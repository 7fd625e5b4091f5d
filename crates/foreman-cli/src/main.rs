//! foreman: run a plan with scripted workers and watch what the coordinator does.

mod cli;
mod logging;
mod plan;

use std::collections::BTreeMap;
use std::path::Path;
use std::process::ExitCode;
use std::sync::Arc;
use std::time::Duration;

use anyhow::{Context, Result};
use tokio::sync::broadcast::error::{RecvError, TryRecvError};
use tracing::{info, warn};

use foreman_core::blocker::ResolveOutcome;
use foreman_core::domain::{BlockerId, DomainEvent, GraphError, TaskId};
use foreman_core::graph::TaskGraph;
use foreman_core::impls::ScriptedWorkerFactory;
use foreman_core::ports::{Clock, SequentialIdGenerator, SystemClock};
use foreman_core::{AppBuilder, Coordinator, ForemanConfig};

use crate::cli::Command;
use crate::plan::PlanFile;

const SETTLE_CHECK: Duration = Duration::from_millis(200);

#[tokio::main]
async fn main() -> ExitCode {
    match run_main().await {
        Ok(code) => code,
        Err(err) => {
            eprintln!("foreman error: {err:?}");
            ExitCode::FAILURE
        }
    }
}

async fn run_main() -> Result<ExitCode> {
    let args = cli::parse();
    logging::init_logging(args.log_level)?;
    match args.command {
        Command::Run {
            plan,
            config,
            auto_answer,
        } => run_plan(&plan, config.as_deref(), auto_answer).await,
        Command::Validate { plan } => validate_plan(&plan),
    }
}

// ========================================
// run
// ========================================

async fn run_plan(plan_path: &Path, config_path: Option<&Path>, auto_answer: Option<String>) -> Result<ExitCode> {
    let file = PlanFile::load(plan_path)?;
    let config = match config_path {
        Some(path) => ForemanConfig::from_json_file(path).with_context(|| format!("loading config {}", path.display()))?,
        None => ForemanConfig::default(),
    };

    let mut app = AppBuilder::new()
        .config(config)
        .register_all(Arc::new(ScriptedWorkerFactory::new(file.scripts())))?
        .expect_roles(&file.roles())
        .build()?;

    // subscribe before loading so no event is missed
    let mut events = app.hub().subscribe();
    let keys = app.coordinator().load_plan(&file.plan()).await.context("loading plan")?;
    info!(tasks = keys.len(), auto_answer = auto_answer.is_some(), "running plan");
    app.spawn();

    let ctrl_c = tokio::signal::ctrl_c();
    tokio::pin!(ctrl_c);
    let mut settle = tokio::time::interval(SETTLE_CHECK);
    settle.set_missed_tick_behavior(tokio::time::MissedTickBehavior::Delay);
    let mut interrupted = false;

    loop {
        tokio::select! {
            _ = &mut ctrl_c => {
                warn!("interrupted");
                interrupted = true;
                break;
            }
            received = events.recv() => match received {
                Ok(stamped) => {
                    println!("{}", serde_json::to_string(&stamped)?);
                    if let (Some(answer), DomainEvent::BlockerCreated { blocker }) = (&auto_answer, &stamped.event) {
                        answer_blocker(app.coordinator(), blocker.id, answer).await;
                    }
                }
                Err(RecvError::Lagged(missed)) => warn!(missed, "event stream lagged; some events were not printed"),
                Err(RecvError::Closed) => break,
            },
            _ = settle.tick() => {
                if app.status().await.is_settled() {
                    break;
                }
            }
        }
    }

    // print what was already emitted before the loop noticed
    loop {
        match events.try_recv() {
            Ok(stamped) => println!("{}", serde_json::to_string(&stamped)?),
            Err(TryRecvError::Lagged(_)) => continue,
            Err(TryRecvError::Empty | TryRecvError::Closed) => break,
        }
    }

    let status = app.status().await;
    info!(
        completed = status.tasks.completed,
        failed = status.tasks.failed,
        blocked = status.tasks.blocked,
        pending_blockers = status.blockers.pending,
        "run finished"
    );
    app.shutdown().await;

    let clean = !interrupted && status.tasks.completed == status.tasks.total();
    Ok(if clean { ExitCode::SUCCESS } else { ExitCode::from(2) })
}

async fn answer_blocker(coordinator: &Coordinator, blocker_id: BlockerId, answer: &str) {
    match coordinator.resolve_blocker(blocker_id, answer).await {
        Ok(ResolveOutcome::Resolved(_)) => info!(%blocker_id, "blocker auto-answered"),
        Ok(ResolveOutcome::AlreadyResolved { status }) => info!(%blocker_id, %status, "blocker already closed"),
        Err(err) => warn!(%blocker_id, error = %err, "auto-answer failed"),
    }
}

// ========================================
// validate
// ========================================

fn validate_plan(plan_path: &Path) -> Result<ExitCode> {
    let file = PlanFile::load(plan_path)?;
    let (tasks, keys) = match file.plan().build(&SequentialIdGenerator::new(), SystemClock.now()) {
        Ok(built) => built,
        Err(err) => {
            eprintln!("invalid plan: {err}");
            return Ok(ExitCode::FAILURE);
        }
    };
    let names: BTreeMap<TaskId, String> = keys.iter().map(|(k, id)| (*id, k.clone())).collect();
    let name = |id: &TaskId| names.get(id).cloned().unwrap_or_else(|| id.to_string());

    let mut graph = TaskGraph::new();
    if let Err(err) = graph.add_tasks(tasks) {
        match err {
            GraphError::CycleDetected { cycle } => {
                let path: Vec<String> = cycle.iter().map(name).collect();
                eprintln!("invalid plan: dependency cycle {}", path.join(" -> "));
            }
            other => eprintln!("invalid plan: {other}"),
        }
        return Ok(ExitCode::FAILURE);
    }

    for (i, id) in graph.topological_order().iter().enumerate() {
        let Some(task) = graph.get(*id) else { continue };
        let depth = graph.dependency_depth(*id)?;
        let deps: Vec<String> = task.depends_on.iter().map(name).collect();
        if deps.is_empty() {
            println!("{:>3}. {} [{}] depth={}", i + 1, name(id), task.role, depth);
        } else {
            println!(
                "{:>3}. {} [{}] depth={} after {}",
                i + 1,
                name(id),
                task.role,
                depth,
                deps.join(", ")
            );
        }
    }
    Ok(ExitCode::SUCCESS)
}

• [ABOUT THIS TASK]:
Every entry must come back exactly as written above.

• [RESPONSE AREA]:
repository 7fd625e5b4091f5d
filename crates/foreman-cli/src/main.rs
//! foreman: run a plan with scripted workers and watch what the coordinator does.

mod cli;
mod logging;
mod plan;

use std::collections::BTreeMap;
use std::path::Path;
use std::process::ExitCode;
use std::sync::Arc;
use std::time::Duration;

use anyhow::{Context, Result};
use tokio::sync::broadcast::error::{RecvError, TryRecvError};
use tracing::{info, warn};

use foreman_core::blocker::ResolveOutcome;
use foreman_core::domain::{BlockerId, DomainEvent, GraphError, TaskId};
use foreman_core::graph::TaskGraph;
use foreman_core::impls::ScriptedWorkerFactory;
use foreman_core::ports::{Clock, SequentialIdGenerator, SystemClock};
use foreman_core::{AppBuilder, Coordinator, ForemanConfig};

use crate::cli::Command;
use crate::plan::PlanFile;

const SETTLE_CHECK: Duration = Duration::from_millis(200);

#[tokio::main]
async fn main() -> ExitCode {
    match run_main().await {
        Ok(code) => code,
        Err(err) => {
            eprintln!("foreman error: {err:?}");
            ExitCode::FAILURE
        }
    }
}

async fn run_main() -> Result<ExitCode> {
    let args = cli::parse();
    logging::init_logging(args.log_level)?;
    match args.command {
        Command::Run {
            plan,
            config,
            auto_answer,
        } => run_plan(&plan, config.as_deref(), auto_answer).await,
        Command::Validate { plan } => validate_plan(&plan),
    }
}

// ========================================
// run
// ========================================

async fn run_plan(plan_path: &Path, config_path: Option<&Path>, auto_answer: Option<String>) -> Result<ExitCode> {
    let file = PlanFile::load(plan_path)?;
    let config = match config_path {
        Some(path) => ForemanConfig::from_json_file(path).with_context(|| format!("loading config {}", path.display()))?,
        None => ForemanConfig::default(),
    };

    let mut app = AppBuilder::new()
        .config(config)
        .register_all(Arc::new(ScriptedWorkerFactory::new(file.scripts())))?
        .expect_roles(&file.roles())
        .build()?;

    // subscribe before loading so no event is missed
    let mut events = app.hub().subscribe();
    let keys = app.coordinator().load_plan(&file.plan()).await.context("loading plan")?;
    info!(tasks = keys.len(), auto_answer = auto_answer.is_some(), "running plan");
    app.spawn();

    let ctrl_c = tokio::signal::ctrl_c();
    tokio::pin!(ctrl_c);
    let mut settle = tokio::time::interval(SETTLE_CHECK);
    settle.set_missed_tick_behavior(tokio::time::MissedTickBehavior::Delay);
    let mut interrupted = false;

    loop {
        tokio::select! {
            _ = &mut ctrl_c => {
                warn!("interrupted");
                interrupted = true;
                break;
            }
            received = events.recv() => match received {
                Ok(stamped) => {
                    println!("{}", serde_json::to_string(&stamped)?);
                    if let (Some(answer), DomainEvent::BlockerCreated { blocker }) = (&auto_answer, &stamped.event) {
                        answer_blocker(app.coordinator(), blocker.id, answer).await;
                    }
                }
                Err(RecvError::Lagged(missed)) => warn!(missed, "event stream lagged; some events were not printed"),
                Err(RecvError::Closed) => break,
            },
            _ = settle.tick() => {
                if app.status().await.is_settled() {
                    break;
                }
            }
        }
    }

    // print what was already emitted before the loop noticed
    loop {
        match events.try_recv() {
            Ok(stamped) => println!("{}", serde_json::to_string(&stamped)?),
            Err(TryRecvError::Lagged(_)) => continue,
            Err(TryRecvError::Empty | TryRecvError::Closed) => break,
        }
    }

    let status = app.status().await;
    info!(
        completed = status.tasks.completed,
        failed = status.tasks.failed,
        blocked = status.tasks.blocked,
        pending_blockers = status.blockers.pending,
        "run finished"
    );
    app.shutdown().await;

    let clean = !interrupted && status.tasks.completed == status.tasks.total();
    Ok(if clean { ExitCode::SUCCESS } else { ExitCode::from(2) })
}

async fn answer_blocker(coordinator: &Coordinator, blocker_id: BlockerId, answer: &str) {
    match coordinator.resolve_blocker(blocker_id, answer).await {
        Ok(ResolveOutcome::Resolved(_)) => info!(%blocker_id, "blocker auto-answered"),
        Ok(ResolveOutcome::AlreadyResolved { status }) => info!(%blocker_id, %status, "blocker already closed"),
        Err(err) => warn!(%blocker_id, error = %err, "auto-answer failed"),
    }
}

// ========================================
// validate
// ========================================

fn validate_plan(plan_path: &Path) -> Result<ExitCode> {
    let file = PlanFile::load(plan_path)?;
    let (tasks, keys) = match file.plan().build(&SequentialIdGenerator::new(), SystemClock.now()) {
        Ok(built) => built,
        Err(err) => {
            eprintln!("invalid plan: {err}");
            return Ok(ExitCode::FAILURE);
        }
    };
    let names: BTreeMap<TaskId, String> = keys.iter().map(|(k, id)| (*id, k.clone())).collect();
    let name = |id: &TaskId| names.get(id).cloned().unwrap_or_else(|| id.to_string());

    let mut graph = TaskGraph::new();
    if let Err(err) = graph.add_tasks(tasks) {
        match err {
            GraphError::CycleDetected { cycle } => {
                let path: Vec<String> = cycle.iter().map(name).collect();
                eprintln!("invalid plan: dependency cycle {}", path.join(" -> "));
            }
            other => eprintln!("invalid plan: {other}"),
        }
        return Ok(ExitCode::FAILURE);
    }

    for (i, id) in graph.topological_order().iter().enumerate() {
        let Some(task) = graph.get(*id) else { continue };
        let depth = graph.dependency_depth(*id)?;
        let deps: Vec<String> = task.depends_on.iter().map(name).collect();
        if deps.is_empty() {
            println!("{:>3}. {} [{}] depth={}", i + 1, name(id), task.role, depth);
        } else {
            println!(
                "{:>3}. {} [{}] depth={} after {}",
                i + 1,
                name(id),
                task.role,
                depth,
                deps.join(", ")
            );
        }
    }
    Ok(ExitCode::SUCCESS)
}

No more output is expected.